Was hätte ich denn Google gefragt, wenn es die Möglichkeit dafür gegeben hätte? Nun, irgendwas über biochemische Prozesse im Hirn wahrscheinlich, die durch Nervenimpulsen ausgelöst werden oder solche die durchs Denken entstehen, welche Hirnareale für was zuständig sind und dergleichen mehr. Denn ich habe wirklich keine Ahnung wie Denken, naturwissenschaftlich betrachtet!, überhaupt funktioniert. Welche biochemischen Prozesse da ablaufen – gut, von Hirnströmen habe ich natürlich gehört – ob und welche Theorien es darüber gibt, oder wer schon mal was Schlaues dazu gesagt hat. Es könnte ja sein, dass meine Gedanken völliger Humbug sind und andere längst bewiesene naturwissenschaftliche beschriebene Vorgänge das Denken steuern. Von den Philosophen kennen wir ja ihre Aussagen, wonach das Streben nach Glück eine Grundkonstante des Menschen sei. Aber wenn sich das auch aufs Denken auswirkt, könnte es ja auch eben naturwissenschaftlich beschreibbare Vorgänge geben, die erklären, warum wir manche Argumente bereitwilliger annehmen als andere.
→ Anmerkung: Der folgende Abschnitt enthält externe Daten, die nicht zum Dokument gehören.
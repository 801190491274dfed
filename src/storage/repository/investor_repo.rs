use crate::directory::focus::derive_focus_flags;
use crate::directory::model::{InvestorDto, InvestorPage, ListParams, NewInvestor};
use crate::storage::entity::investor::{
    self, ActiveModel as InvestorActiveModel, Entity as Investor,
};
use chrono::Utc;
use log::info;
use sea_orm::sea_query::{Expr, Func, LikeExpr, OnConflict, SimpleExpr};
use sea_orm::{
    ActiveModelTrait, ColumnTrait, Condition, DatabaseConnection, EntityTrait, Iterable, NotSet,
    PaginatorTrait, QueryFilter, QueryOrder, QuerySelect, Set,
};

pub const BULK_BATCH_SIZE: usize = 100;

pub struct InvestorRepository;

/// 把列表参数翻译成 WHERE 条件：各项 AND，search 在三列上 OR
pub fn build_condition(params: &ListParams) -> Condition {
    let mut cond = Condition::all();

    if let Some(t) = &params.investor_type {
        cond = cond.add(investor::Column::InvestorType.eq(t.as_str()));
    }
    if let Some(s) = &params.state {
        cond = cond.add(investor::Column::State.eq(s.as_str()));
    }
    if params.ai_only {
        cond = cond.add(investor::Column::HasAiFocus.eq(true));
    }
    if params.fintech_only {
        cond = cond.add(investor::Column::HasFintechFocus.eq(true));
    }
    if params.music_only {
        cond = cond.add(investor::Column::HasMusicFocus.eq(true));
    }
    if let Some(term) = &params.search {
        // SQLite 的 lower() 只折叠 ASCII，搜索词按同样规则折叠
        let pattern = format!("%{}%", escape_like(&term.to_ascii_lowercase()));
        cond = cond.add(
            Condition::any()
                .add(contains_ci(investor::Column::Name, &pattern))
                .add(contains_ci(investor::Column::Sectors, &pattern))
                .add(contains_ci(investor::Column::InvestmentFocus, &pattern)),
        );
    }

    cond
}

// lower(col) LIKE pattern ESCAPE '\'，不依赖后端 LIKE 的大小写规则
fn contains_ci(col: investor::Column, pattern: &str) -> SimpleExpr {
    Expr::expr(Func::lower(Expr::col(col))).like(LikeExpr::new(pattern).escape('\\'))
}

fn escape_like(term: &str) -> String {
    let mut out = String::with_capacity(term.len());
    for ch in term.chars() {
        if matches!(ch, '%' | '_' | '\\') {
            out.push('\\');
        }
        out.push(ch);
    }
    out
}

impl InvestorRepository {
    pub async fn list(
        db: &DatabaseConnection,
        params: &ListParams,
    ) -> Result<InvestorPage, sea_orm::DbErr> {
        let query = Investor::find().filter(build_condition(params));

        let total = query.clone().count(db).await?;
        let models = query
            .order_by_asc(investor::Column::Name)
            .order_by_asc(investor::Column::Id)
            .offset(params.offset)
            .limit(params.limit)
            .all(db)
            .await?;

        Ok(InvestorPage {
            investors: models.into_iter().map(InvestorDto::from).collect(),
            total,
            limit: params.limit,
            offset: params.offset,
        })
    }

    /// 按原样插入一条记录（不查重），返回落库后的行
    pub async fn create(
        db: &DatabaseConnection,
        new: NewInvestor,
    ) -> Result<InvestorDto, sea_orm::DbErr> {
        let now = Utc::now().to_rfc3339();
        let active_model = to_active_model(new, &now, true);
        let model = active_model.insert(db).await?;
        Ok(InvestorDto::from(model))
    }

    /// 批量写入，以 cik 为冲突键整行覆盖；无 cik 的记录直接插入。请求体里的 id 忽略。
    pub async fn bulk_upsert(
        db: &DatabaseConnection,
        batch: Vec<NewInvestor>,
    ) -> Result<u64, sea_orm::DbErr> {
        if batch.is_empty() {
            return Ok(0);
        }
        let now = Utc::now().to_rfc3339();
        let update_cols: Vec<investor::Column> = investor::Column::iter()
            .filter(|c| !matches!(c, investor::Column::Id | investor::Column::Cik))
            .collect();

        let mut written = 0u64;
        let mut rest = batch;
        while !rest.is_empty() {
            let tail = rest.split_off(rest.len().min(BULK_BATCH_SIZE));
            let chunk = std::mem::replace(&mut rest, tail);
            let n = chunk.len() as u64;
            let models: Vec<InvestorActiveModel> = chunk
                .into_iter()
                .map(|inv| to_active_model(inv, &now, false))
                .collect();

            Investor::insert_many(models)
                .on_conflict(
                    OnConflict::column(investor::Column::Cik)
                        .update_columns(update_cols.clone())
                        .to_owned(),
                )
                .exec(db)
                .await?;
            written += n;
            info!("bulk upsert: {} records written", written);
        }

        Ok(written)
    }

    /// 用 sectors/investment_focus 重新推导全部关注标记，返回被修改的行数
    pub async fn resync_focus_flags(db: &DatabaseConnection) -> Result<u64, sea_orm::DbErr> {
        let rows = Investor::find()
            .select_only()
            .column(investor::Column::Id)
            .column(investor::Column::Sectors)
            .column(investor::Column::InvestmentFocus)
            .column(investor::Column::HasAiFocus)
            .column(investor::Column::HasFintechFocus)
            .column(investor::Column::HasMusicFocus)
            .into_tuple::<(i32, Option<String>, Option<String>, bool, bool, bool)>()
            .all(db)
            .await?;

        let mut changed = 0u64;
        for (id, sectors, focus, ai, fintech, music) in rows {
            let flags = derive_focus_flags(sectors.as_deref(), focus.as_deref());
            if (flags.ai, flags.fintech, flags.music) == (ai, fintech, music) {
                continue;
            }
            Investor::update_many()
                .col_expr(investor::Column::HasAiFocus, Expr::value(flags.ai))
                .col_expr(investor::Column::HasFintechFocus, Expr::value(flags.fintech))
                .col_expr(investor::Column::HasMusicFocus, Expr::value(flags.music))
                .filter(investor::Column::Id.eq(id))
                .exec(db)
                .await?;
            changed += 1;
        }

        Ok(changed)
    }
}

fn to_active_model(new: NewInvestor, now: &str, keep_id: bool) -> InvestorActiveModel {
    let derived = derive_focus_flags(new.sectors.as_deref(), new.investment_focus.as_deref());
    let data_sources = new.data_sources.unwrap_or_default();

    InvestorActiveModel {
        id: match new.id {
            Some(id) if keep_id => Set(id),
            _ => NotSet,
        },
        cik: Set(new.cik),
        name: Set(new.name.unwrap_or_default()),
        investor_type: Set(new.investor_type),
        address: Set(new.address),
        city: Set(new.city),
        state: Set(new.state),
        country: Set(new.country),
        aum_estimate: Set(new.aum_estimate),
        aum_min: Set(new.aum_min),
        aum_max: Set(new.aum_max),
        investment_focus: Set(new.investment_focus),
        stage_preference: Set(new.stage_preference),
        sectors: Set(new.sectors),
        geography: Set(new.geography),
        check_size_min: Set(new.check_size_min),
        check_size_max: Set(new.check_size_max),
        website: Set(new.website),
        contact_email: Set(new.contact_email),
        phone: Set(new.phone),
        linkedin_url: Set(new.linkedin_url),
        notable_investments: Set(new.notable_investments),
        decision_makers: Set(new.decision_makers),
        investment_thesis: Set(new.investment_thesis),
        recent_activity: Set(new.recent_activity),
        sec_url: Set(new.sec_url),
        crunchbase_url: Set(new.crunchbase_url),
        data_sources_json: Set(
            serde_json::to_string(&data_sources).unwrap_or_else(|_| "[]".to_string()),
        ),
        data_quality_score: Set(new.data_quality_score),
        // 只补省略的标记，提交的值不覆盖
        has_ai_focus: Set(new.has_ai_focus.unwrap_or(derived.ai)),
        has_fintech_focus: Set(new.has_fintech_focus.unwrap_or(derived.fintech)),
        has_music_focus: Set(new.has_music_focus.unwrap_or(derived.music)),
        last_updated: Set(new.last_updated.or_else(|| Some(now.to_string()))),
        scraped_at: Set(new.scraped_at),
    }
}
use super::AppState;
use crate::directory::DirectoryStats;
use crate::error::ApiError;
use crate::storage::repository::StatsRepository;
use axum::extract::State;
use axum::Json;
use log::info;

pub async fn get_stats(State(state): State<AppState>) -> Result<Json<DirectoryStats>, ApiError> {
    let stats = StatsRepository::stats(&state.db).await?;
    info!("GET /stats -> total {}", stats.total_investors);
    Ok(Json(stats))
}
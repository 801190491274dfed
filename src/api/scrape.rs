use super::AppState;
use crate::error::ApiError;
use crate::ingestion::{
    CompletionCallback, IngestionService, JobView, ScrapeAccepted, ScrapeOverview, ScrapeRequest,
};
use axum::extract::rejection::{JsonRejection, PathRejection};
use axum::extract::{Path, State};
use axum::http::StatusCode;
use axum::Json;

pub async fn overview(State(state): State<AppState>) -> Result<Json<ScrapeOverview>, ApiError> {
    Ok(Json(IngestionService::overview(&state.db).await?))
}

pub async fn submit(
    State(state): State<AppState>,
    body: Result<Json<ScrapeRequest>, JsonRejection>,
) -> Result<(StatusCode, Json<ScrapeAccepted>), ApiError> {
    let Json(req) =
        body.map_err(|e| ApiError::body("Failed to start scraping job", e.body_text()))?;
    let accepted = IngestionService::submit(&state.db, req).await?;
    Ok((StatusCode::ACCEPTED, Json(accepted)))
}

pub async fn job_status(
    State(state): State<AppState>,
    id: Result<Path<i32>, PathRejection>,
) -> Result<Json<JobView>, ApiError> {
    let Path(id) = id.map_err(|e| ApiError::Validation(e.body_text()))?;
    Ok(Json(IngestionService::job(&state.db, id).await?))
}

pub async fn complete(
    State(state): State<AppState>,
    id: Result<Path<i32>, PathRejection>,
    body: Result<Json<CompletionCallback>, JsonRejection>,
) -> Result<Json<JobView>, ApiError> {
    let Path(id) = id.map_err(|e| ApiError::Validation(e.body_text()))?;
    let Json(callback) =
        body.map_err(|e| ApiError::body("Failed to update scraping job", e.body_text()))?;
    Ok(Json(IngestionService::complete(&state.db, id, callback).await?))
}
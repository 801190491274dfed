pub mod connection;
pub mod entity;
pub mod repository;

pub use connection::establish_connection;

#[cfg(test)]
pub(crate) async fn memory_db() -> sea_orm::DatabaseConnection {
    establish_connection("sqlite::memory:", 1)
        .await
        .expect("in-memory sqlite")
}
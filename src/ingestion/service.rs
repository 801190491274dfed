use super::model::{
    CompletionCallback, JobStatus, JobView, ScrapeAccepted, ScrapeOverview, ScrapeRequest,
    ScrapeSource, DEFAULT_SCRAPE_LIMIT, DEFAULT_SOURCE, ESTIMATED_TIME,
};
use crate::storage::repository::ScrapeJobRepository;
use log::{info, warn};
use sea_orm::DatabaseConnection;
use thiserror::Error;

#[derive(Debug, Error)]
pub enum IngestionError {
    #[error("{0}")]
    UnknownSource(String),
    #[error("limit must be positive, got {0}")]
    InvalidLimit(i64),
    #[error("invalid job status: {0}")]
    InvalidStatus(String),
    #[error("scrape job {0} not found")]
    NotFound(i32),
    #[error("scrape job {id} is already {status:?}")]
    AlreadyFinished { id: i32, status: JobStatus },
    #[error(transparent)]
    Store(#[from] sea_orm::DbErr),
}

/// 抓取任务只在这里排队和记账，真正的抓取由外部管道完成后回调
pub struct IngestionService;

impl IngestionService {
    pub async fn overview(db: &DatabaseConnection) -> Result<ScrapeOverview, IngestionError> {
        let last_scrape = ScrapeJobRepository::latest_finished(db)
            .await?
            .and_then(JobView::from_model);

        Ok(ScrapeOverview {
            available_sources: ScrapeSource::ALL.iter().map(|s| s.info()).collect(),
            last_scrape,
            next_scheduled: None,
        })
    }

    pub async fn submit(
        db: &DatabaseConnection,
        req: ScrapeRequest,
    ) -> Result<ScrapeAccepted, IngestionError> {
        let source: ScrapeSource = req
            .source
            .as_deref()
            .unwrap_or(DEFAULT_SOURCE)
            .parse()
            .map_err(IngestionError::UnknownSource)?;
        let limit = req.limit.unwrap_or(DEFAULT_SCRAPE_LIMIT);
        if limit <= 0 {
            return Err(IngestionError::InvalidLimit(limit));
        }

        let job = ScrapeJobRepository::create_job(db, source.as_str(), limit).await?;
        info!("✓ 抓取任务已排队: job={} source={} limit={}", job.id, source, limit);

        Ok(ScrapeAccepted {
            success: true,
            message: format!("Scraping job queued for {} with limit {}", source, limit),
            job_id: job.id,
            status: JobStatus::Queued,
            estimated_time: ESTIMATED_TIME.to_string(),
        })
    }

    pub async fn job(db: &DatabaseConnection, id: i32) -> Result<JobView, IngestionError> {
        ScrapeJobRepository::find(db, id)
            .await?
            .and_then(JobView::from_model)
            .ok_or(IngestionError::NotFound(id))
    }

    /// 终态任务不允许再改
    pub async fn complete(
        db: &DatabaseConnection,
        id: i32,
        callback: CompletionCallback,
    ) -> Result<JobView, IngestionError> {
        let next = match callback.status.trim().to_ascii_lowercase().as_str() {
            "running" => JobStatus::Running,
            "done" => JobStatus::Done,
            "failed" => JobStatus::Failed,
            other => return Err(IngestionError::InvalidStatus(other.to_string())),
        };

        let current = Self::job(db, id).await?;
        if current.status.is_terminal() {
            warn!("⚠ 回调被拒绝: job={} 已是 {:?}", id, current.status);
            return Err(IngestionError::AlreadyFinished {
                id,
                status: current.status,
            });
        }

        let updated = ScrapeJobRepository::update_status(
            db,
            id,
            next.as_db_str(),
            next.is_terminal(),
            callback.records_ingested,
            callback.error,
        )
        .await?;

        let Some(updated) = updated else {
            // 检查之后被别的回调抢先结束，或者已被删除
            let current = Self::job(db, id).await?;
            warn!("⚠ 回调被拒绝: job={} 已是 {:?}", id, current.status);
            return Err(IngestionError::AlreadyFinished {
                id,
                status: current.status,
            });
        };
        info!("✓ 抓取任务状态更新: job={} -> {:?}", id, next);

        JobView::from_model(updated).ok_or(IngestionError::NotFound(id))
    }
}

#[cfg(test)]
mod tests {
    use super::*;
    use crate::storage::memory_db;

    fn callback(status: &str, records: Option<i64>) -> CompletionCallback {
        CompletionCallback {
            status: status.to_string(),
            records_ingested: records,
            error: None,
        }
    }

    #[tokio::test]
    async fn submit_defaults_to_form_adv() {
        let db = memory_db().await;
        let accepted = IngestionService::submit(&db, ScrapeRequest::default())
            .await
            .unwrap();
        assert!(accepted.success);
        assert_eq!(accepted.status, JobStatus::Queued);
        assert_eq!(accepted.message, "Scraping job queued for sec_adv with limit 100");

        let job = IngestionService::job(&db, accepted.job_id).await.unwrap();
        assert_eq!(job.source, "sec_adv");
        assert_eq!(job.requested_limit, 100);
    }

    #[tokio::test]
    async fn submit_rejects_unknown_source_and_bad_limit() {
        let db = memory_db().await;
        let req = ScrapeRequest {
            source: Some("myspace".into()),
            limit: None,
        };
        assert!(matches!(
            IngestionService::submit(&db, req).await,
            Err(IngestionError::UnknownSource(_))
        ));

        let req = ScrapeRequest {
            source: None,
            limit: Some(0),
        };
        assert!(matches!(
            IngestionService::submit(&db, req).await,
            Err(IngestionError::InvalidLimit(0))
        ));
    }

    #[tokio::test]
    async fn finished_jobs_cannot_be_reopened() {
        let db = memory_db().await;
        let accepted = IngestionService::submit(&db, ScrapeRequest::default())
            .await
            .unwrap();
        let id = accepted.job_id;

        let running = IngestionService::complete(&db, id, callback("running", Some(10)))
            .await
            .unwrap();
        assert_eq!(running.status, JobStatus::Running);
        assert!(running.finished_at.is_none());

        let done = IngestionService::complete(&db, id, callback("done", Some(250)))
            .await
            .unwrap();
        assert_eq!(done.status, JobStatus::Done);
        assert_eq!(done.records_ingested, 250);
        assert!(done.finished_at.is_some());

        let err = IngestionService::complete(&db, id, callback("failed", None))
            .await
            .unwrap_err();
        assert!(matches!(err, IngestionError::AlreadyFinished { .. }));

        let overview = IngestionService::overview(&db).await.unwrap();
        assert_eq!(overview.last_scrape.map(|j| j.id), Some(id));
        assert!(overview.next_scheduled.is_none());
    }

    #[tokio::test]
    async fn callback_validates_status_and_job() {
        let db = memory_db().await;
        assert!(matches!(
            IngestionService::complete(&db, 7, callback("done", None)).await,
            Err(IngestionError::NotFound(7))
        ));
        assert!(matches!(
            IngestionService::complete(&db, 7, callback("queued", None)).await,
            Err(IngestionError::InvalidStatus(_))
        ));
    }
}
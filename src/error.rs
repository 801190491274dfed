use crate::directory::ValidationError;
use crate::ingestion::IngestionError;
use axum::http::StatusCode;
use axum::response::{IntoResponse, Response};
use axum::Json;
use log::error;
use serde_json::json;
use thiserror::Error;

/// HTTP 层统一错误，响应体固定为 `{ "error": message }`
#[derive(Debug, Error)]
pub enum ApiError {
    /// 存储错误，原文返回
    #[error("{0}")]
    Store(#[from] sea_orm::DbErr),
    /// 请求体无法解析；细节只写日志
    #[error("{message}")]
    Body { message: String, detail: String },
    #[error("{0}")]
    Validation(String),
    #[error("{0}")]
    NotFound(String),
    #[error("{0}")]
    Conflict(String),
}

impl ApiError {
    pub fn body(message: &str, detail: impl ToString) -> Self {
        ApiError::Body {
            message: message.to_string(),
            detail: detail.to_string(),
        }
    }

    pub fn status(&self) -> StatusCode {
        match self {
            ApiError::Store(_) | ApiError::Body { .. } => StatusCode::INTERNAL_SERVER_ERROR,
            ApiError::Validation(_) => StatusCode::BAD_REQUEST,
            ApiError::NotFound(_) => StatusCode::NOT_FOUND,
            ApiError::Conflict(_) => StatusCode::CONFLICT,
        }
    }
}

impl From<ValidationError> for ApiError {
    fn from(e: ValidationError) -> Self {
        ApiError::Validation(e.to_string())
    }
}

impl From<IngestionError> for ApiError {
    fn from(e: IngestionError) -> Self {
        match e {
            IngestionError::Store(db) => ApiError::Store(db),
            IngestionError::NotFound(_) => ApiError::NotFound(e.to_string()),
            IngestionError::AlreadyFinished { .. } => ApiError::Conflict(e.to_string()),
            IngestionError::UnknownSource(_)
            | IngestionError::InvalidLimit(_)
            | IngestionError::InvalidStatus(_) => ApiError::Validation(e.to_string()),
        }
    }
}

impl IntoResponse for ApiError {
    fn into_response(self) -> Response {
        let status = self.status();
        match &self {
            ApiError::Store(e) => error!("✗ 存储错误: {}", e),
            ApiError::Body { detail, .. } => error!("✗ 请求体解析失败: {}", detail),
            _ => {}
        }
        (status, Json(json!({ "error": self.to_string() }))).into_response()
    }
}
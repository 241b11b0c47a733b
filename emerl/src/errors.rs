use emerl_core::{errors::GraphStoreError, types::NodeID};
use thiserror::Error;

pub type Result<T> = std::result::Result<T, ErlError>;

#[derive(Error, Debug, strum_macros::IntoStaticStr)]
#[non_exhaustive]
pub enum ErlError {
    #[error(transparent)]
    Core(#[from] GraphStoreError),
    #[error("no predicted label for node {0}")]
    LabelMismatch(NodeID),
    #[error("the graph has no edges, the expected run length is undefined")]
    EmptyGraph,
    #[error("invalid configuration: {0}")]
    InvalidConfiguration(String),
    #[error("voxel {voxel:?} of node {node} is outside of the volume with shape {shape:?}")]
    VolumeIndexOutOfBounds {
        node: NodeID,
        voxel: [usize; 3],
        shape: [usize; 3],
    },
    #[error("position {position:?} of node {node} does not map to a voxel")]
    InvalidPosition { node: NodeID, position: [f32; 3] },
    #[error("mask shape {mask:?} does not match the volume shape {volume:?}")]
    MaskShapeMismatch {
        mask: [usize; 3],
        volume: [usize; 3],
    },
    #[error(transparent)]
    Io(#[from] std::io::Error),
    #[error(transparent)]
    TomlDeserializer(#[from] toml::de::Error),
}
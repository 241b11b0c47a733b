use crate::{graph::GraphStore, types::Neighbor};
use rustc_hash::FxHashSet;

/// Depth-first traversal that only follows edges accepted by a filter.
///
/// Each node is visited at most once. The set of visited slots is borrowed
/// from the caller, so several traversals can share it (e.g. to enumerate
/// all connected parts of a segment without visiting a node twice).
pub struct FilteredDFS<'a, F>
where
    F: FnMut(u32, &Neighbor) -> bool,
{
    graph: &'a GraphStore,
    filter: F,
    stack: Vec<(u32, usize)>,
    visited: &'a mut FxHashSet<u32>,
}

pub struct DFSStep {
    pub slot: u32,
    pub distance: usize,
}

impl<'a, F> FilteredDFS<'a, F>
where
    F: FnMut(u32, &Neighbor) -> bool,
{
    /// Start a traversal at `start_slot`.
    ///
    /// If the start node was already visited, the traversal is empty.
    pub fn new(
        graph: &'a GraphStore,
        start_slot: u32,
        visited: &'a mut FxHashSet<u32>,
        filter: F,
    ) -> FilteredDFS<'a, F> {
        FilteredDFS {
            graph,
            filter,
            stack: vec![(start_slot, 0)],
            visited,
        }
    }
}

impl<'a, F> Iterator for FilteredDFS<'a, F>
where
    F: FnMut(u32, &Neighbor) -> bool,
{
    type Item = DFSStep;

    fn next(&mut self) -> Option<Self::Item> {
        let graph = self.graph;
        while let Some((slot, distance)) = self.stack.pop() {
            if !self.visited.insert(slot) {
                continue;
            }
            trace!("enter slot {} with distance {}", slot, distance);
            for n in graph.slot_neighbors(slot) {
                if !self.visited.contains(&n.slot) && (self.filter)(slot, n) {
                    self.stack.push((n.slot, distance + 1));
                }
            }
            return Some(DFSStep { slot, distance });
        }
        None
    }
}
use emerl_core::types::{Label, NodeID};
use num_traits::ToPrimitive;
use rustc_hash::FxHashMap;
use std::collections::{BTreeMap, HashMap};
use std::hash::BuildHasher;

/// Access to the predicted label of each node.
pub trait LabelLookup: Sync {
    /// Get the predicted label of `node` or `None` if the node has no label.
    fn label_of(&self, node: NodeID) -> Option<Label>;
}

/// A slice is indexed by the node ID.
impl LabelLookup for [Label] {
    fn label_of(&self, node: NodeID) -> Option<Label> {
        node.to_usize().and_then(|idx| self.get(idx)).copied()
    }
}

impl LabelLookup for Vec<Label> {
    fn label_of(&self, node: NodeID) -> Option<Label> {
        self.as_slice().label_of(node)
    }
}

impl<S> LabelLookup for HashMap<NodeID, Label, S>
where
    S: BuildHasher + Sync,
{
    fn label_of(&self, node: NodeID) -> Option<Label> {
        self.get(&node).copied()
    }
}

impl LabelLookup for BTreeMap<NodeID, Label> {
    fn label_of(&self, node: NodeID) -> Option<Label> {
        self.get(&node).copied()
    }
}

impl<L> LabelLookup for &L
where
    L: LabelLookup + ?Sized,
{
    fn label_of(&self, node: NodeID) -> Option<Label> {
        (**self).label_of(node)
    }
}

/// Collect the labels into a hash map, e.g. to combine lookups of several chunks.
pub fn collect_labels<I>(labels: I) -> FxHashMap<NodeID, Label>
where
    I: IntoIterator<Item = (NodeID, Label)>,
{
    labels.into_iter().collect()
}
#[cfg(test)]
pub(crate) mod example_graphs;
Aber ich bin offline, also spinne ich meinen Gedanken weiter. Was heißt „spinnen“, ich suche nur eine Erklärung dafür, warum Argumente sehr bekannt sind – stichhaltige Argumente wie die gegen die Energiewende beispielsweise – und doch irgendwie nicht zur Kenntnis genommen werden. Es könnte ja sein, dass prinzipiell Argumente in der Bedeutung überschätzt werden, weil das Denken über Empfindungen gesteuert wird, möglicherweise.

Nachtrag

Nun bin ich wieder zu Hause und online und habe doch keine der im Text aufgeworfenen Fragen gegoogelt, ihn nur abgetippt. Auch auf die Gefahr hin, mich lächerlich zu machen, so stehe ich zu diesen meinen Überlegungen, die ich erst nicht gegenchecken konnte und es nun nicht mehr will. Was mich zur nächsten Frage bringt: Wie verändert es unsere Gedanken, wenn wir sie ständig überprüfen können? Ich bin mir sicher, wäre ich online gewesen, ich hätte diese meine Gedanken so nicht niedergeschrieben, wahrscheinlich gar nicht erst aufgeschrieben, sondern wäre bei der Recherche zu den angesprochenen Themen sicher abgelenkt worden, oder Zweifel hätten ein mutiges weiterdenken unmöglich gemacht. Kann sich Individualismus überhaupt entwickeln in einer Onlinegesellschaft, mit ihrer permanenten Möglichkeit der Selbstüberprüfung der eigenen Gedanken?